_Supplied records_.

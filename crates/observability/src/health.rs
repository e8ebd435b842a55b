//! Health-Check-Endpunkt fuer Shopwerk
//!
//! Endpoint: `GET /health`
//! Response: JSON mit Status, Version, Uptime und DB-Verbindungsstatus
//!
//! Der DB-Status wird nicht pro Anfrage ermittelt, sondern von einer
//! Hintergrund-Aufgabe periodisch aktualisiert (`db_ueberwachung_starten`).

use std::future::Future;
use std::sync::atomic::{AtomicBool, Ordering};
use std::sync::Arc;
use std::time::{Duration, Instant};

use axum::{extract::State, http::StatusCode, response::IntoResponse, routing::get, Json, Router};
use serde::{Deserialize, Serialize};

/// Status des Health-Checks
#[derive(Debug, Clone, Serialize, Deserialize, PartialEq)]
#[serde(rename_all = "lowercase")]
pub enum HealthStatus {
    Healthy,
    Degraded,
}

/// Antwort des Health-Check-Endpunkts
#[derive(Debug, Clone, Serialize, Deserialize)]
pub struct HealthResponse {
    pub status: HealthStatus,
    pub version: String,
    pub uptime_seconds: u64,
    pub db_connected: bool,
}

/// Geteilter Zustand fuer den Health-Check-Handler
#[derive(Clone)]
pub struct HealthState {
    start_time: Arc<Instant>,
    db_connected: Arc<AtomicBool>,
}

impl Default for HealthState {
    fn default() -> Self {
        Self::neu()
    }
}

impl HealthState {
    pub fn neu() -> Self {
        Self {
            start_time: Arc::new(Instant::now()),
            db_connected: Arc::new(AtomicBool::new(true)),
        }
    }

    pub fn uptime_seconds(&self) -> u64 {
        self.start_time.elapsed().as_secs()
    }

    pub fn db_verbunden(&self) -> bool {
        self.db_connected.load(Ordering::Relaxed)
    }

    pub fn db_status_setzen(&self, verbunden: bool) {
        let vorher = self.db_connected.swap(verbunden, Ordering::Relaxed);
        if vorher != verbunden {
            if verbunden {
                tracing::info!("Datenbank wieder erreichbar");
            } else {
                tracing::warn!("Datenbank nicht erreichbar");
            }
        }
    }

    pub fn antwort(&self) -> HealthResponse {
        let db_connected = self.db_verbunden();
        HealthResponse {
            status: if db_connected {
                HealthStatus::Healthy
            } else {
                HealthStatus::Degraded
            },
            version: env!("CARGO_PKG_VERSION").to_string(),
            uptime_seconds: self.uptime_seconds(),
            db_connected,
        }
    }
}

/// Startet eine Hintergrund-Aufgabe, die `pruefung` im gegebenen Intervall
/// ausfuehrt und das Ergebnis als DB-Status ablegt.
pub fn db_ueberwachung_starten<F, Fut>(
    state: HealthState,
    intervall: Duration,
    pruefung: F,
) -> tokio::task::JoinHandle<()>
where
    F: Fn() -> Fut + Send + 'static,
    Fut: Future<Output = bool> + Send,
{
    tokio::spawn(async move {
        let mut ticker = tokio::time::interval(intervall);
        loop {
            ticker.tick().await;
            state.db_status_setzen(pruefung().await);
        }
    })
}

/// Axum-Router fuer den `/health`-Endpunkt
pub fn health_router(state: HealthState) -> Router {
    Router::new()
        .route("/health", get(health_handler))
        .with_state(state)
}

/// `GET /health` – gibt den Serverstatus zurueck
///
/// Auch bei `degraded` wird 200 geliefert, damit die Probe nicht fehlschlaegt.
async fn health_handler(State(state): State<HealthState>) -> impl IntoResponse {
    (StatusCode::OK, Json(state.antwort()))
}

_Your objective_.
Give the data again in full, exactly.

_Output of the exercise_.
filename crates/observability/src/health.rs
repository e8ebd435b842a55b
//! Health-Check-Endpunkt fuer Shopwerk
//!
//! Endpoint: `GET /health`
//! Response: JSON mit Status, Version, Uptime und DB-Verbindungsstatus
//!
//! Der DB-Status wird nicht pro Anfrage ermittelt, sondern von einer
//! Hintergrund-Aufgabe periodisch aktualisiert (`db_ueberwachung_starten`).

use std::future::Future;
use std::sync::atomic::{AtomicBool, Ordering};
use std::sync::Arc;
use std::time::{Duration, Instant};

use axum::{extract::State, http::StatusCode, response::IntoResponse, routing::get, Json, Router};
use serde::{Deserialize, Serialize};

/// Status des Health-Checks
#[derive(Debug, Clone, Serialize, Deserialize, PartialEq)]
#[serde(rename_all = "lowercase")]
pub enum HealthStatus {
    Healthy,
    Degraded,
}

/// Antwort des Health-Check-Endpunkts
#[derive(Debug, Clone, Serialize, Deserialize)]
pub struct HealthResponse {
    pub status: HealthStatus,
    pub version: String,
    pub uptime_seconds: u64,
    pub db_connected: bool,
}

/// Geteilter Zustand fuer den Health-Check-Handler
#[derive(Clone)]
pub struct HealthState {
    start_time: Arc<Instant>,
    db_connected: Arc<AtomicBool>,
}

impl Default for HealthState {
    fn default() -> Self {
        Self::neu()
    }
}

impl HealthState {
    pub fn neu() -> Self {
        Self {
            start_time: Arc::new(Instant::now()),
            db_connected: Arc::new(AtomicBool::new(true)),
        }
    }

    pub fn uptime_seconds(&self) -> u64 {
        self.start_time.elapsed().as_secs()
    }

    pub fn db_verbunden(&self) -> bool {
        self.db_connected.load(Ordering::Relaxed)
    }

    pub fn db_status_setzen(&self, verbunden: bool) {
        let vorher = self.db_connected.swap(verbunden, Ordering::Relaxed);
        if vorher != verbunden {
            if verbunden {
                tracing::info!("Datenbank wieder erreichbar");
            } else {
                tracing::warn!("Datenbank nicht erreichbar");
            }
        }
    }

    pub fn antwort(&self) -> HealthResponse {
        let db_connected = self.db_verbunden();
        HealthResponse {
            status: if db_connected {
                HealthStatus::Healthy
            } else {
                HealthStatus::Degraded
            },
            version: env!("CARGO_PKG_VERSION").to_string(),
            uptime_seconds: self.uptime_seconds(),
            db_connected,
        }
    }
}

/// Startet eine Hintergrund-Aufgabe, die `pruefung` im gegebenen Intervall
/// ausfuehrt und das Ergebnis als DB-Status ablegt.
pub fn db_ueberwachung_starten<F, Fut>(
    state: HealthState,
    intervall: Duration,
    pruefung: F,
) -> tokio::task::JoinHandle<()>
where
    F: Fn() -> Fut + Send + 'static,
    Fut: Future<Output = bool> + Send,
{
    tokio::spawn(async move {
        let mut ticker = tokio::time::interval(intervall);
        loop {
            ticker.tick().await;
            state.db_status_setzen(pruefung().await);
        }
    })
}

/// Axum-Router fuer den `/health`-Endpunkt
pub fn health_router(state: HealthState) -> Router {
    Router::new()
        .route("/health", get(health_handler))
        .with_state(state)
}

/// `GET /health` – gibt den Serverstatus zurueck
///
/// Auch bei `degraded` wird 200 geliefert, damit die Probe nicht fehlschlaegt.
async fn health_handler(State(state): State<HealthState>) -> impl IntoResponse {
    (StatusCode::OK, Json(state.antwort()))
}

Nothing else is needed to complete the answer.